LedgerHQ supports a direct API option for trusted staff agents that prefer HTTP requests over the Codex plugin or an MCP connector.
Use this path for agents such as Hermes when they need admin/support operations and already have secure secret storage. Use the Codex plugin or remote MCP for normal bookkeeping work inside the approved accounting tool surface.
Direct admin-agent keys are powerful staff access keys. Create them only from the staff admin panel, map them to a real site-admin actor, and revoke them from the same screen when they rotate or are no longer needed.
Access Choices
| Option | Best for | Auth |
|---|---|---|
| Codex plugin | Codex bookkeeping agents with LedgerHQ skills | LedgerHQ MCP agent token in LEDGERHQ_MCP_TOKEN |
| Remote MCP | Claude and other MCP-native bookkeeping agents | LedgerHQ OAuth MCP |
| Direct Admin API | Trusted staff agents that prefer HTTP, such as Hermes | Admin bearer key |
Create A Direct API Key
- Sign into LedgerHQ as a site admin.
- Open
/admin/agent-access. - Click
New Key. - Choose the staff/site-admin actor the agent should run as.

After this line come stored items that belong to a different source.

use anyhow::{anyhow, bail, Context, Result};
use chrono::Utc;
use clap::{Parser, Subcommand, ValueEnum};
use indicatif::{ProgressBar, ProgressStyle};
use pkgrisk::{
    advisory::{
        normalize_all, parse_raw, GithubAdvisoryProvider, MergePolicy, OsvProvider,
    },
    audit::{evaluate, Auditor, SnapshotFile},
    config::Config,
    model::{AuditReport, RiskTier, SourceReport, VulnSource},
    narrative::CommandNarrator,
    output::{format_report_to_string, print_report, OutputFormat},
};
use std::path::{Path, PathBuf};
use std::process::ExitCode;
use std::str::FromStr;
use std::sync::Arc;
use std::time::Duration;
use tracing::debug;
use tracing_subscriber::EnvFilter;

/// Exit codes for CI integration
mod exit_codes {
    pub const SUCCESS: u8 = 0;
    pub const CRITICAL_RISK: u8 = 2;
    pub const HIGH_RISK: u8 = 3;
    pub const MEDIUM_RISK: u8 = 4;
    pub const LOW_RISK: u8 = 5;
    pub const ERROR: u8 = 1;
}

#[derive(Parser)]
#[command(name = "pkgrisk")]
#[command(
    author,
    version,
    about = "Score npm packages for supply-chain risk"
)]
struct Cli {
    /// Increase log verbosity (-v info, -vv debug, -vvv trace)
    #[arg(short, long, action = clap::ArgAction::Count, global = true)]
    verbose: u8,

    #[command(subcommand)]
    command: Commands,
}

#[derive(Subcommand)]
enum Commands {
    /// Audit a package version against live vulnerability databases
    Audit {
        /// Package name, optionally scoped (e.g. lodash, @babel/core)
        package: String,

        /// Exact version or dist-tag (default: latest)
        version: Option<String>,

        /// Registry metadata snapshot (JSON) for the package version
        #[arg(short, long)]
        metadata: PathBuf,

        /// Output format (table, json)
        #[arg(short, long)]
        format: Option<String>,

        /// Write output to file
        #[arg(short, long)]
        output: Option<PathBuf>,

        /// Command that answers the narrative prompt on stdout (quotes group words)
        #[arg(long)]
        narrator: Option<String>,

        /// How duplicate advisories are merged (first-seen, prefer-higher-severity)
        #[arg(long)]
        merge_policy: Option<String>,

        /// GitHub token for the advisory API
        #[arg(long, env = "GITHUB_TOKEN", hide_env_values = true)]
        github_token: Option<String>,

        /// Override the GitHub API base URL from the config file
        #[arg(long, env = "PKGRISK_GITHUB_API_URL")]
        github_api_url: Option<String>,

        /// Override the OSV API base URL from the config file
        #[arg(long, env = "PKGRISK_OSV_API_URL")]
        osv_api_url: Option<String>,

        /// Exit with error if the risk tier is at or above this level
        #[arg(long, value_enum)]
        fail_on: Option<FailLevel>,
    },

    /// Score a metadata snapshot offline from captured advisory payloads
    Score {
        /// Registry metadata snapshot (JSON)
        #[arg(short, long)]
        metadata: PathBuf,

        /// Captured advisory response as SOURCE:FILE (github, osv, other); repeatable
        #[arg(short, long = "advisories")]
        advisories: Vec<String>,

        /// Output format (table, json)
        #[arg(short, long)]
        format: Option<String>,

        /// How duplicate advisories are merged (first-seen, prefer-higher-severity)
        #[arg(long)]
        merge_policy: Option<String>,

        /// Exit with error if the risk tier is at or above this level
        #[arg(long, value_enum)]
        fail_on: Option<FailLevel>,
    },

    /// Show or create config file
    Config {
        /// Generate default config file
        #[arg(long)]
        init: bool,

        /// Show config file path
        #[arg(long)]
        path: bool,
    },
}

#[derive(Clone, Copy, ValueEnum)]
enum FailLevel {
    Critical,
    High,
    Medium,
    Low,
}

impl FailLevel {
    fn threshold(self) -> RiskTier {
        match self {
            FailLevel::Critical => RiskTier::Critical,
            FailLevel::High => RiskTier::High,
            FailLevel::Medium => RiskTier::Medium,
            FailLevel::Low => RiskTier::Low,
        }
    }
}

#[tokio::main]
async fn main() -> ExitCode {
    let cli = Cli::parse();
    init_tracing(cli.verbose);

    match run(cli).await {
        Ok(code) => ExitCode::from(code),
        Err(e) => {
            eprintln!("Error: {:#}", e);
            ExitCode::from(exit_codes::ERROR)
        }
    }
}

fn init_tracing(verbose: u8) {
    let level = match verbose {
        0 => "warn",
        1 => "info",
        2 => "debug",
        _ => "trace",
    };
    let filter = EnvFilter::try_from_default_env().unwrap_or_else(|_| EnvFilter::new(level));

    tracing_subscriber::fmt()
        .with_env_filter(filter)
        .with_writer(std::io::stderr)
        .with_target(false)
        .init();
}

async fn run(cli: Cli) -> Result<u8> {
    match cli.command {
        Commands::Audit {
            package,
            version,
            metadata,
            format,
            output,
            narrator,
            merge_policy,
            github_token,
            github_api_url,
            osv_api_url,
            fail_on,
        } => {
            let mut config = load_config()?;
            if let Some(url) = github_api_url {
                config.github_api_url = url;
            }
            if let Some(url) = osv_api_url {
                config.osv_api_url = url;
            }
            let format = resolve_format(format, &config)?;
            let merge_policy = resolve_merge_policy(merge_policy, &config)?;

            let timeout = config.source_timeout();
            let mut auditor = Auditor::new(Arc::new(SnapshotFile::new(metadata)))
                .with_provider(Arc::new(GithubAdvisoryProvider::new(
                    config.github_api_url.clone(),
                    github_token,
                    timeout,
                )?))
                .with_provider(Arc::new(OsvProvider::new(
                    config.osv_api_url.clone(),
                    timeout,
                )?))
                .with_model(Arc::new(config.risk_model()?))
                .with_merge_policy(merge_policy)
                .with_retry_policy(config.retry_policy())
                .with_source_timeout(timeout);

            if let Some(command) = narrator {
                let narrator = CommandNarrator::from_command_line(&command)
                    .ok_or_else(|| anyhow!("--narrator needs a command with balanced quotes"))?;
                auditor = auditor.with_narrator(Arc::new(narrator));
            }

            let is_interactive = format == OutputFormat::Table && output.is_none();
            let progress = is_interactive.then(|| {
                spinner(format!(
                    "Auditing {} via {}...",
                    package,
                    auditor.provider_names().join(", ")
                ))
            });

            let result = auditor.audit(&package, version.as_deref()).await;

            if let Some(pb) = progress {
                pb.finish_and_clear();
            }

            let report = result?;
            emit(&report, format, output.as_deref())?;
            Ok(determine_exit_code(&report, fail_on))
        }
        Commands::Score {
            metadata,
            advisories,
            format,
            merge_policy,
            fail_on,
        } => {
            let config = load_config()?;
            let format = resolve_format(format, &config)?;
            let merge_policy = resolve_merge_policy(merge_policy, &config)?;
            let model = config.risk_model()?;

            let metadata = SnapshotFile::new(metadata).read()?;

            let mut records = Vec::new();
            let mut sources = Vec::new();
            for arg in &advisories {
                let (source, path) = parse_advisory_arg(arg)?;
                let content = std::fs::read_to_string(&path)
                    .with_context(|| format!("failed to read {}", path.display()))?;
                let json: serde_json::Value = serde_json::from_str(&content)
                    .with_context(|| format!("{} is not valid JSON", path.display()))?;
                let raw = parse_raw(source, json)
                    .with_context(|| format!("unexpected {} payload in {}", source, path.display()))?;
                let normalized = normalize_all(&raw, &metadata.name);
                debug!(source = %source, raw = raw.len(), relevant = normalized.len(), "advisories loaded");

                sources.push(SourceReport::ok(source, normalized.len()));
                records.push(normalized);
            }

            let report = evaluate(&model, &metadata, records, merge_policy, Utc::now())
                .into_report(&metadata)
                .with_sources(sources);

            emit(&report, format, None)?;
            Ok(determine_exit_code(&report, fail_on))
        }
        Commands::Config { init, path } => {
            handle_config(init, path)?;
            Ok(exit_codes::SUCCESS)
        }
    }
}

fn load_config() -> Result<Config> {
    let config = Config::load()?;
    config
        .validate()
        .with_context(|| format!("invalid config {}", Config::config_path().display()))?;
    Ok(config)
}

fn resolve_format(flag: Option<String>, config: &Config) -> Result<OutputFormat> {
    let format = flag.unwrap_or_else(|| config.default_format.clone());
    OutputFormat::from_str(&format).map_err(|e| anyhow!(e))
}

fn resolve_merge_policy(flag: Option<String>, config: &Config) -> Result<MergePolicy> {
    match flag {
        Some(policy) => MergePolicy::from_str(&policy).map_err(|e| anyhow!(e)),
        None => Ok(config.merge_policy),
    }
}

/// Splits `SOURCE:FILE`. Windows drive letters stay part of the path.
fn parse_advisory_arg(arg: &str) -> Result<(VulnSource, PathBuf)> {
    let Some((source, path)) = arg.split_once(':') else {
        bail!("expected SOURCE:FILE, got '{}'", arg);
    };
    let source = VulnSource::from_str(source).map_err(|e| anyhow!(e))?;
    if path.is_empty() {
        bail!("missing file in '{}'", arg);
    }
    Ok((source, PathBuf::from(path)))
}

fn spinner(message: String) -> ProgressBar {
    let pb = ProgressBar::new_spinner();
    pb.set_style(
        ProgressStyle::default_spinner()
            .template("{spinner:.green} {msg}")
            .unwrap_or_else(|_| ProgressStyle::default_spinner()),
    );
    pb.enable_steady_tick(Duration::from_millis(100));
    pb.set_message(message);
    pb
}

fn emit(report: &AuditReport, format: OutputFormat, output: Option<&Path>) -> Result<()> {
    match output {
        Some(path) => {
            let content = format_report_to_string(report, format)?;
            std::fs::write(path, content)
                .with_context(|| format!("failed to write {}", path.display()))?;
            eprintln!("Report written to: {}", path.display());
            Ok(())
        }
        None => print_report(report, format),
    }
}

/// Determine the exit code based on the risk tier and --fail-on setting
fn determine_exit_code(report: &AuditReport, fail_on: Option<FailLevel>) -> u8 {
    let Some(fail_on) = fail_on else {
        return exit_codes::SUCCESS;
    };

    if !report.meets(fail_on.threshold()) {
        return exit_codes::SUCCESS;
    }

    match report.tier {
        RiskTier::Critical => exit_codes::CRITICAL_RISK,
        RiskTier::High => exit_codes::HIGH_RISK,
        RiskTier::Medium => exit_codes::MEDIUM_RISK,
        RiskTier::Low => exit_codes::LOW_RISK,
    }
}

fn handle_config(init: bool, show_path: bool) -> Result<()> {
    let config_path = Config::config_path();

    if show_path {
        println!("{}", config_path.display());
        return Ok(());
    }

    if init {
        if config_path.exists() {
            println!("Config file already exists at: {}", config_path.display());
            return Ok(());
        }

        let config = Config::default();
        config.save()?;
        println!("Created config file at: {}", config_path.display());
        println!();
        println!("Default configuration:");
        println!("{}", Config::generate_default_config());
        return Ok(());
    }

    // Show current config
    if config_path.exists() {
        let content = std::fs::read_to_string(&config_path)?;
        println!("Config file: {}", config_path.display());
        println!();
        println!("{}", content);
    } else {
        println!("No config file found.");
        println!("Run 'pkgrisk config --init' to create one.");
        println!();
        println!("Config path: {}", config_path.display());
        println!();
        println!("Defaults:");
        println!("{}", Config::generate_default_config());
    }

    Ok(())
}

- Copy the one-time secret or setup block.
- Store the secret in the agent environment as
LEDGERHQ_ADMIN_AGENT_TOKEN.
Raw secrets are shown only once. LedgerHQ stores only the hashed key.
Bootstrap The Agent
Every direct API agent should start with the capabilities endpoint:
curl https://ledgerhq.pro/api/v1/admin-agent/capabilities \
-H "Authorization: Bearer $LEDGERHQ_ADMIN_AGENT_TOKEN"The response verifies the token and returns:
- the key label and actor email
- granted scopes
- the admin API base path
- an inline
reference.routeGroupsmap of supported admin routes - next actions the agent should follow before making calls
The optional refresh endpoint returns the same curated route reference:
curl https://ledgerhq.pro/api/v1/admin-agent/reference \
-H "Authorization: Bearer $LEDGERHQ_ADMIN_AGENT_TOKEN"Agents should not fail setup if this refresh endpoint is unavailable after a successful capabilities call.
Call Admin Routes
Admin routes are nested under /api/v1/admin. Do not guess root paths such as
/tickets, /billing, /chats, or /plaid.
Example:
curl https://ledgerhq.pro/api/v1/admin/support/tickets \
-H "Authorization: Bearer $LEDGERHQ_ADMIN_AGENT_TOKEN"Use IDs returned by list/detail routes before mutating records, and prefer ticket-system replies for user support.
Scope Boundary
The current direct API scope is broad admin:*, matching site-admin API access.
The capabilities response lists scope metadata and is the source of truth for
future narrower route scopes.
Direct API keys cannot create or revoke other direct API keys. Key creation and
revocation require a signed-in human site admin at /admin/agent-access.